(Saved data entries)
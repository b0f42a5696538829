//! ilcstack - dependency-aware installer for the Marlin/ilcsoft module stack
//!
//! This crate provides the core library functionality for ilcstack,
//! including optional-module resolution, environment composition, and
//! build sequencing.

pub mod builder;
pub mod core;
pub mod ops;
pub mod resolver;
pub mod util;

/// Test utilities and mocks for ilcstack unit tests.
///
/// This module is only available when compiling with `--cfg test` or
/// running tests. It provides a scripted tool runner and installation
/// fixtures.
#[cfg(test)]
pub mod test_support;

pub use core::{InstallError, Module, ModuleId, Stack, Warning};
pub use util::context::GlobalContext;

WORK ORDER: Report each line in the preceding entries that holds the string "This".

TASK OUTPUT:
//! This crate provides the core library functionality for ilcstack,
/// This module is only available when compiling with `--cfg test` or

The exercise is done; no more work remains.